For the next 35 years Reed lived a relatively frugal but busy life. He was chairman of the board of A. H. Reed until 1960 and continued to write, publishing some 44 books and numerous pamphlets and papers between 1943 and 1974. Many of the books were based on a series of walking expeditions for which he is best known by many people. He walked from Cape Reinga to Bluff at 85 and from East Cape to Cape Egmont at 86. When he was 88 he walked from Dunedin to Christchurch, over Arthur's Pass, down the West Coast and back to Dunedin over Haast Pass. In his 90th year he walked from Sydney to Melbourne. He also climbed Mt Ngauruhoe at 85 and Mt Egmont at 86. On all these expeditions he made many friends and visited schools. His 99th birthday coincided with the publication of his last book, The happy wanderer.

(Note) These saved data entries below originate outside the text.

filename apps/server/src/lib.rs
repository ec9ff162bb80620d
//! # Amora Server
//!
//! The web server for a two-person site: passkey login, anniversary countdown,
//! timeline, gallery, notes, and settings. Built on `Axum` and `SurrealDB`.
//!
//! ## Example
//! ```no_run
//! use amora_server::Server;
//!
//! #[tokio::main]
//! async fn main() -> anyhow::Result<()> {
//!     Server::builder()
//!         .port(4808)
//!         .build()
//!         .await?
//!         .run()
//!         .await
//! }
//! ```

pub mod router;

use amora::domain::config::ApiConfig;
use amora::kernel::prelude::ApiState;
use amora_database::Database;
use anyhow::{Context, Result, anyhow};
use axum_server::Handle;
use std::net::SocketAddr;
use tokio::signal;
use tracing::{error, info};

/// A fluent builder for configuring and initializing the [`Server`].
#[must_use = "builders do nothing unless you call .build()"]
#[derive(Debug, Default)]
pub struct ServerBuilder {
    cfg: ApiConfig,
}

impl ServerBuilder {
    /// Set up the server's configuration.
    pub fn config(mut self, cfg: ApiConfig) -> Self {
        self.cfg = cfg;
        self
    }

    pub fn port(mut self, port: u16) -> Self {
        self.cfg.server.port = port;
        self
    }

    async fn init_database(&self) -> Result<Database> {
        let db_cfg = &self.cfg.database;
        let mut builder =
            Database::builder().url(&db_cfg.url).session(&db_cfg.namespace, &db_cfg.database);

        if let Some(creds) = &db_cfg.credentials {
            builder = builder.auth(&creds.username, &creds.password);
        }

        builder.init().await.context("Failed to establish database connection")
    }

    fn validate_ssl_config(&self) -> Result<()> {
        if let Some(ssl) = &self.cfg.server.ssl {
            if !ssl.cert.exists() {
                anyhow::bail!("SSL certificate not found at: {}", ssl.cert.display());
            }
            if !ssl.key.exists() {
                anyhow::bail!("SSL key not found at: {}", ssl.key.display());
            }

            #[cfg(unix)]
            {
                use std::os::unix::fs::PermissionsExt;
                let metadata = ssl.key.metadata()?;
                if metadata.permissions().mode() & 0o077 != 0 {
                    tracing::warn!(
                        "SECURITY: SSL Private Key {} has insecure permissions (should be 600)",
                        ssl.key.display()
                    );
                }
            }
        }
        Ok(())
    }

    /// Consumes the builder and initializes the server.
    ///
    /// # Process
    /// 1. Validates the SSL configuration if one is present
    /// 2. Establishes the database connection and runs pending migrations
    /// 3. Initializes every feature slice
    /// 4. Constructs the application state
    ///
    /// # Errors
    /// Returns an error if:
    /// * Database connection fails (unreachable host, invalid credentials)
    /// * A feature slice refuses to initialize (e.g. no passkeys configured)
    /// * SSL certificate/key files cannot be read
    pub async fn build(self) -> Result<Server> {
        self.validate_ssl_config()?;

        let address = SocketAddr::new(self.cfg.server.address, self.cfg.server.port);

        info!(
            address = %address,
            "Initializing server"
        );

        let db = self.init_database().await?;

        let slices = amora::init(&self.cfg, &db)
            .map_err(|e| anyhow!("Platform bootstrap failed: {e}"))?;

        let state = slices
            .into_iter()
            .fold(ApiState::builder().config(self.cfg).db(db), |builder, slice| {
                builder.register_slice(slice)
            })
            .build()
            .context("Failed to finalize API state registry")?;
        Ok(Server { state })
    }
}

/// A fully initialized server instance ready to run.
#[must_use = "call .run().await to start the server"]
#[derive(Debug)]
pub struct Server {
    state: ApiState,
}

impl Server {
    /// Returns a new [`ServerBuilder`] to configure the server.
    pub fn builder() -> ServerBuilder {
        ServerBuilder::default()
    }

    /// Starts the server and runs until the shutdown signal is received.
    ///
    /// # Errors
    /// Returns an error if the server fails to bind to the configured address
    /// or if SSL/TLS setup fails.
    pub async fn run(self) -> Result<()> {
        let cfg = self.state.config.clone();
        let address = SocketAddr::new(cfg.server.address, cfg.server.port);

        info!(
            address = %address,
            ssl = cfg.server.ssl.is_some(),
            "Starting server"
        );

        let app = router::init(self.state);

        let handle = Handle::<SocketAddr>::new();
        let shutdown_handle = handle.clone();

        // Spawn shutdown signal listener
        tokio::spawn(async move {
            if let Err(e) = shutdown_signal().await {
                error!("Error while waiting for shutdown signal: {e}");
                return;
            }
            info!("Shutdown signal received, starting graceful shutdown...");
            shutdown_handle.graceful_shutdown(Some(std::time::Duration::from_secs(30)));
        });

        if let Some(ssl_config) = &cfg.server.ssl {
            info!("Starting HTTPS server on https://{address}");

            let tls_config = axum_server::tls_rustls::RustlsConfig::from_pem_file(
                &ssl_config.cert,
                &ssl_config.key,
            )
            .await
            .context("Failed to load SSL/TLS certificates")?;

            axum_server::bind_rustls(address, tls_config)
                .handle(handle)
                .serve(app.into_make_service())
                .await
                .context("HTTPS server failed")?;
        } else {
            info!("Starting HTTP server on http://{address}");

            axum_server::bind(address)
                .handle(handle)
                .serve(app.into_make_service())
                .await
                .context("HTTP server failed")?;
        }

        info!("Server shutdown complete");
        Ok(())
    }

    /// Returns a reference to the application state.
    #[must_use]
    pub const fn state(&self) -> &ApiState {
        &self.state
    }
}

/// Listens for shutdown signals (Ctrl+C, SIGTERM).
async fn shutdown_signal() -> Result<()> {
    let ctrl_c = async { signal::ctrl_c().await.context("Failed to install Ctrl+C handler") };

    #[cfg(unix)]
    let terminate = async {
        signal::unix::signal(signal::unix::SignalKind::terminate())
            .context("Failed to install SIGTERM handler")?
            .recv()
            .await;
        Ok::<_, anyhow::Error>(())
    };

    #[cfg(not(unix))]
    let terminate = std::future::pending::<Result<()>>();

    tokio::select! {
        res = ctrl_c => {
            res.context("Ctrl+C signal received")?;
        },
        res = terminate => {
            res.context("SIGTERM signal received")?;
        },
    }

    Ok(())
}
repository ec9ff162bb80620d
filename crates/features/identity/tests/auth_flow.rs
use amora_database::Database;
use amora_domain::config::{ApiConfig, PasskeyEntry};
use amora_identity::{init, router};
use amora_kernel::prelude::ApiState;
use axum::Router;
use axum::body::Body;
use axum::http::{Request, StatusCode, header};
use serde_json::{Value, json};
use tower::ServiceExt;

async fn test_app() -> Router {
    let mut config = ApiConfig::default();
    config.security.passkeys.push(PasskeyEntry {
        passkey: "love2023".to_owned(),
        username: "aviral".to_owned(),
    });

    let database = Database::builder()
        .url("mem://")
        .session("amora", "identity_test")
        .init()
        .await
        .expect("in-memory database");

    let slice = init(&config).expect("identity slice");
    let state = ApiState::builder()
        .config(config)
        .db(database)
        .register_slice(slice)
        .build()
        .expect("api state");

    let (app, _docs) = router().split_for_parts();
    app.with_state(state)
}

fn login_request(passkey: &str) -> Request<Body> {
    Request::builder()
        .method("POST")
        .uri("/auth/login")
        .header(header::CONTENT_TYPE, "application/json")
        .body(Body::from(json!({ "passkey": passkey }).to_string()))
        .expect("request")
}

async fn body_json(response: axum::response::Response) -> Value {
    let bytes = axum::body::to_bytes(response.into_body(), usize::MAX).await.expect("body");
    serde_json::from_slice(&bytes).expect("json body")
}

#[tokio::test]
async fn login_with_known_passkey_issues_session() {
    let app = test_app().await;

    let response = app.oneshot(login_request("love2023")).await.expect("response");
    assert_eq!(response.status(), StatusCode::OK);

    let body = body_json(response).await;
    assert_eq!(body["username"], "aviral");
    assert_eq!(body["token"].as_str().expect("token").len(), 32);
    assert!(body["expiresAt"].as_str().is_some());
}

#[tokio::test]
async fn login_with_unknown_passkey_is_rejected() {
    let app = test_app().await;

    let response = app.oneshot(login_request("wrong")).await.expect("response");
    assert_eq!(response.status(), StatusCode::UNAUTHORIZED);

    let body = body_json(response).await;
    assert_eq!(body["message"], "Invalid passkey");
}

#[tokio::test]
async fn logout_discards_the_session() {
    let app = test_app().await;

    let login = app.clone().oneshot(login_request("love2023")).await.expect("response");
    let token = body_json(login).await["token"].as_str().expect("token").to_owned();

    let logout = Request::builder()
        .method("POST")
        .uri("/auth/logout")
        .header(header::AUTHORIZATION, format!("Bearer {token}"))
        .body(Body::empty())
        .expect("request");
    let response = app.clone().oneshot(logout).await.expect("response");
    assert_eq!(response.status(), StatusCode::NO_CONTENT);

    // The token no longer resolves to a session.
    let again = Request::builder()
        .method("POST")
        .uri("/auth/logout")
        .header(header::AUTHORIZATION, format!("Bearer {token}"))
        .body(Body::empty())
        .expect("request");
    let response = app.oneshot(again).await.expect("response");
    assert_eq!(response.status(), StatusCode::UNAUTHORIZED);
}

#[tokio::test]
async fn logout_without_token_is_rejected() {
    let app = test_app().await;

    let request =
        Request::builder().method("POST").uri("/auth/logout").body(Body::empty()).expect("request");
    let response = app.oneshot(request).await.expect("response");
    assert_eq!(response.status(), StatusCode::UNAUTHORIZED);
}
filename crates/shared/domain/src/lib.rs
//! # Domain Models
//!
//! This crate contains pure domain types with a single dependency (`serde`).
//! Keep it lean: no I/O, networking, or heavy logic. Just data and simple helpers.

pub mod config;
pub mod constants;
pub mod registry;
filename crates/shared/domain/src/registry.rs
//! Slice registry for modular features.
//! This provides a minimal type-erased container for the pre-initialized feature state.

use std::any::{Any, TypeId};
use std::fmt::Debug;

/// Marker trait for feature state that can be shared across threads.
pub trait FeatureSlice: Any + Debug + Send + Sync {
    /// Helper to allow downcasting from the trait object.
    fn as_any(&self) -> &dyn Any;
}

/// A container for an initialized feature.
#[derive(Debug)]
pub struct InitializedSlice {
    pub id: TypeId,
    pub state: Box<dyn FeatureSlice>,
}

impl InitializedSlice {
    /// Create a new initialized slice from a concrete state.
    pub fn new<T: FeatureSlice>(state: T) -> Self {
        Self { id: TypeId::of::<T>(), state: Box::new(state) }
    }
}
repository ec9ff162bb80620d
use amora_database::DatabaseError;
use amora_kernel::prelude::ApiStateError;
use amora_kernel::security::resource::ResourceGuardError;
use axum::Json;
use axum::http::StatusCode;
use axum::response::{IntoResponse, Response};
use serde_json::json;
use std::borrow::Cow;
use thiserror::Error;

/// A specialized [`TimelineError`] enum of this crate.
#[derive(Debug, Error)]
pub enum TimelineError {
    /// Rejected input, e.g. an empty title or a malformed date.
    #[error("{message}")]
    Validation { message: Cow<'static, str> },

    /// The referenced event does not exist.
    #[error("Timeline event '{id}' not found")]
    NotFound { id: String },

    /// Storage failures.
    #[error(transparent)]
    Database(#[from] DatabaseError),

    /// Missing or invalid shared state.
    #[error(transparent)]
    State(#[from] ApiStateError),
}

impl From<ResourceGuardError> for TimelineError {
    fn from(err: ResourceGuardError) -> Self {
        Self::Validation { message: err.to_string().into() }
    }
}

impl IntoResponse for TimelineError {
    fn into_response(self) -> Response {
        let (status, message) = match &self {
            Self::Validation { .. } => (StatusCode::BAD_REQUEST, self.to_string()),
            Self::NotFound { .. } => (StatusCode::NOT_FOUND, self.to_string()),
            Self::Database(_) | Self::State(_) => {
                tracing::error!(error = %self, "Timeline request failed");
                (StatusCode::INTERNAL_SERVER_ERROR, "Internal server error".to_owned())
            }
        };

        (status, Json(json!({ "message": message }))).into_response()
    }
}
//! Countdown to the next anniversary occurrence.
//!
//! All arithmetic happens in UTC at whole-second granularity. The anniversary
//! "arrives" for a full calendar day: whenever today's month and day match the
//! anniversary's, every countdown component reads zero.

use chrono::{DateTime, Datelike, NaiveDate, NaiveTime, Utc};

/// Time remaining until the next anniversary occurrence.
#[derive(Debug, Clone, Copy, PartialEq, Eq)]
pub struct Countdown {
    pub days: i64,
    pub hours: i64,
    pub minutes: i64,
    pub seconds: i64,
    /// Month and day of `now` match the anniversary, regardless of year.
    pub is_anniversary_today: bool,
    /// Signed year difference; 0 during the first year, negative for a
    /// future-dated anniversary.
    pub years_passed: i32,
}

/// Computes the countdown from `now` to the next occurrence of `anniversary`.
#[must_use]
pub fn compute_countdown(anniversary: NaiveDate, now: DateTime<Utc>) -> Countdown {
    let today = now.date_naive();
    let is_anniversary_today =
        today.month() == anniversary.month() && today.day() == anniversary.day();
    let years_passed = today.year() - anniversary.year();

    if is_anniversary_today {
        return Countdown {
            days: 0,
            hours: 0,
            minutes: 0,
            seconds: 0,
            is_anniversary_today,
            years_passed,
        };
    }

    let target = next_occurrence(anniversary, now);
    let remaining = (target - now).num_seconds();

    Countdown {
        days: remaining / 86_400,
        hours: remaining % 86_400 / 3_600,
        minutes: remaining % 3_600 / 60,
        seconds: remaining % 60,
        is_anniversary_today,
        years_passed,
    }
}

/// Midnight UTC of the next time the anniversary's month and day come around.
fn next_occurrence(anniversary: NaiveDate, now: DateTime<Utc>) -> DateTime<Utc> {
    let candidate = in_year(anniversary, now.year()).and_time(NaiveTime::MIN).and_utc();
    if candidate > now {
        candidate
    } else {
        in_year(anniversary, now.year() + 1).and_time(NaiveTime::MIN).and_utc()
    }
}

/// Projects the anniversary into `year`. Feb 29 rolls over to Mar 1 in
/// non-leap years.
fn in_year(anniversary: NaiveDate, year: i32) -> NaiveDate {
    anniversary
        .with_year(year)
        .or_else(|| NaiveDate::from_ymd_opt(year, 3, 1))
        .unwrap_or(anniversary)
}

#[cfg(test)]
mod tests {
    use super::*;
    use chrono::TimeZone;

    fn date(year: i32, month: u32, day: u32) -> NaiveDate {
        NaiveDate::from_ymd_opt(year, month, day).expect("valid test date")
    }

    fn at(year: i32, month: u32, day: u32, hour: u32, min: u32, sec: u32) -> DateTime<Utc> {
        Utc.with_ymd_and_hms(year, month, day, hour, min, sec).single().expect("valid instant")
    }

    #[test]
    fn two_weeks_before_the_day() {
        let countdown = compute_countdown(date(2021, 8, 15), at(2024, 8, 1, 0, 0, 0));

        assert_eq!(countdown.days, 14);
        assert_eq!(countdown.hours, 0);
        assert_eq!(countdown.minutes, 0);
        assert_eq!(countdown.seconds, 0);
        assert!(!countdown.is_anniversary_today);
        assert_eq!(countdown.years_passed, 3);
    }

    #[test]
    fn the_whole_anniversary_day_reads_zero() {
        let countdown = compute_countdown(date(2021, 8, 15), at(2024, 8, 15, 9, 0, 0));

        assert!(countdown.is_anniversary_today);
        assert_eq!(countdown.days, 0);
        assert_eq!(countdown.hours, 0);
        assert_eq!(countdown.minutes, 0);
        assert_eq!(countdown.seconds, 0);
        assert_eq!(countdown.years_passed, 3);
    }

    #[test]
    fn seconds_granularity_before_midnight() {
        let countdown = compute_countdown(date(2021, 8, 15), at(2024, 8, 14, 23, 59, 30));

        assert_eq!(countdown.days, 0);
        assert_eq!(countdown.hours, 0);
        assert_eq!(countdown.minutes, 0);
        assert_eq!(countdown.seconds, 30);
        assert!(!countdown.is_anniversary_today);
    }

    #[test]
    fn day_after_rolls_to_next_year() {
        let countdown = compute_countdown(date(2021, 8, 15), at(2024, 8, 16, 0, 0, 0));

        // 2024-08-16 to 2025-08-15, no leap day in between.
        assert_eq!(countdown.days, 364);
        assert!(!countdown.is_anniversary_today);
    }

    #[test]
    fn feb_29_anniversary_rolls_to_mar_1_in_common_years() {
        let countdown = compute_countdown(date(2020, 2, 29), at(2021, 2, 20, 0, 0, 0));

        assert_eq!(countdown.days, 9);
        assert!(!countdown.is_anniversary_today);
        assert_eq!(countdown.years_passed, 1);
    }

    #[test]
    fn feb_29_matches_only_in_leap_years() {
        let countdown = compute_countdown(date(2020, 2, 29), at(2024, 2, 29, 12, 0, 0));

        assert!(countdown.is_anniversary_today);
        assert_eq!(countdown.years_passed, 4);
    }

    #[test]
    fn future_anniversary_counts_negative_years() {
        let countdown = compute_countdown(date(2030, 5, 1), at(2026, 1, 1, 0, 0, 0));

        assert_eq!(countdown.years_passed, -4);
        assert!(!countdown.is_anniversary_today);
        assert!(countdown.days > 0);
    }
}
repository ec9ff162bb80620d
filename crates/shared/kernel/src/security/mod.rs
pub mod resource;
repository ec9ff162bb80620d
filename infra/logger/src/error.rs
use std::borrow::Cow;
use thiserror::Error;

/// Errors that can occur during logger initialization.
#[derive(Debug, Error)]
pub enum LoggerError {
    /// Failure when configuring the rolling file appender (e.g., invalid path).
    #[error("Rolling file appender error: {0}")]
    Appender(#[from] tracing_appender::rolling::InitError),

    /// Occurs if a global tracing subscriber has already been initialized in the current process.
    #[error("Tracing subscriber error: {0}")]
    Subscriber(#[from] tracing_subscriber::util::TryInitError),

    /// Internal logic errors.
    #[error("Internal logger error: {message}")]
    Internal { message: Cow<'static, str> },

    /// Invalid configuration supplied to the logger builder.
    #[error("Invalid logger configuration: {message}")]
    InvalidConfiguration { message: Cow<'static, str> },
}
use crate::Gallery;
use crate::error::GalleryError;
use crate::model::{CreatePhoto, Photo};
use amora_domain::constants::GALLERY_TAG;
use amora_identity::Session;
use amora_kernel::prelude::ApiState;
use axum::Json;
use axum::extract::{Path, State};
use axum::http::StatusCode;
use serde_json::{Value, json};
use tracing::info;

#[utoipa::path(
    get,
    path = "/photos",
    responses(
        (status = OK, description = "All photos, newest first", body = [Photo]),
        (status = UNAUTHORIZED, description = "Missing or expired session"),
    ),
    tag = GALLERY_TAG,
    security(("bearer_token" = [])),
)]
pub(crate) async fn list_photos(
    _session: Session,
    State(state): State<ApiState>,
) -> Result<Json<Vec<Photo>>, GalleryError> {
    let slice = state.try_get_slice::<Gallery>()?;
    Ok(Json(slice.repository.list().await?))
}

#[utoipa::path(
    post,
    path = "/photos",
    request_body = CreatePhoto,
    responses(
        (status = CREATED, description = "Photo added", body = Photo),
        (status = BAD_REQUEST, description = "Invalid payload"),
        (status = UNAUTHORIZED, description = "Missing or expired session"),
    ),
    tag = GALLERY_TAG,
    security(("bearer_token" = [])),
)]
pub(crate) async fn create_photo(
    _session: Session,
    State(state): State<ApiState>,
    Json(payload): Json<CreatePhoto>,
) -> Result<(StatusCode, Json<Photo>), GalleryError> {
    payload.validate()?;

    let slice = state.try_get_slice::<Gallery>()?;
    let photo = slice.repository.create(payload).await?;

    info!(id = %photo.id, "Photo added");

    Ok((StatusCode::CREATED, Json(photo)))
}

#[utoipa::path(
    put,
    path = "/photos/{id}/like",
    params(("id" = String, Path, description = "Photo id")),
    responses(
        (status = OK, description = "Like flag flipped", body = Photo),
        (status = NOT_FOUND, description = "No such photo"),
        (status = UNAUTHORIZED, description = "Missing or expired session"),
    ),
    tag = GALLERY_TAG,
    security(("bearer_token" = [])),
)]
pub(crate) async fn toggle_like(
    _session: Session,
    State(state): State<ApiState>,
    Path(id): Path<String>,
) -> Result<Json<Photo>, GalleryError> {
    let slice = state.try_get_slice::<Gallery>()?;
    let photo =
        slice.repository.toggle_like(&id).await?.ok_or(GalleryError::NotFound { id })?;

    info!(id = %photo.id, liked = photo.liked, "Photo like toggled");

    Ok(Json(photo))
}

#[utoipa::path(
    delete,
    path = "/photos/{id}",
    params(("id" = String, Path, description = "Photo id")),
    responses(
        (status = OK, description = "Photo deleted"),
        (status = NOT_FOUND, description = "No such photo"),
        (status = UNAUTHORIZED, description = "Missing or expired session"),
    ),
    tag = GALLERY_TAG,
    security(("bearer_token" = [])),
)]
pub(crate) async fn delete_photo(
    _session: Session,
    State(state): State<ApiState>,
    Path(id): Path<String>,
) -> Result<Json<Value>, GalleryError> {
    let slice = state.try_get_slice::<Gallery>()?;

    if !slice.repository.delete(&id).await? {
        return Err(GalleryError::NotFound { id });
    }

    info!(%id, "Photo deleted");

    Ok(Json(json!({ "success": true })))
}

As well as walking and writing, Reed was involved in lecturing, broadcasting, research, hospital visiting and committee work. Moreover, since 1907 he had collected books, autographs, and medieval manuscripts. The main collections were of the Bible and Charles Dickens, but there was also a Samuel Johnson collection and one of material relating to the history of the book. In 1948 he gave these to the Dunedin Public Library, along with property to supply a continuing fund for further acquisitions. These and other donated collections are housed in the Reed Room at the library.
In 1948 Reed was made an MBE and in 1962 a CBE. In November 1974, aged 98, he was knighted by the governor general, Sir Denis Blundell, who made the trip to Dunedin especially for the occasion. In 1957 the scenic reserve adjoining his old home at Parahaki was named the A. H. Reed Memorial Kauri Park, and in 1974 a walking track on Mt Cargill was named after him.
Alfred Reed died at his home on 15 January 1975, having consistently lived by his personal creed, which began, 'I believe in the Gospel of work, of laughter, and of goodwill to men; in the power of choice between good and evil'.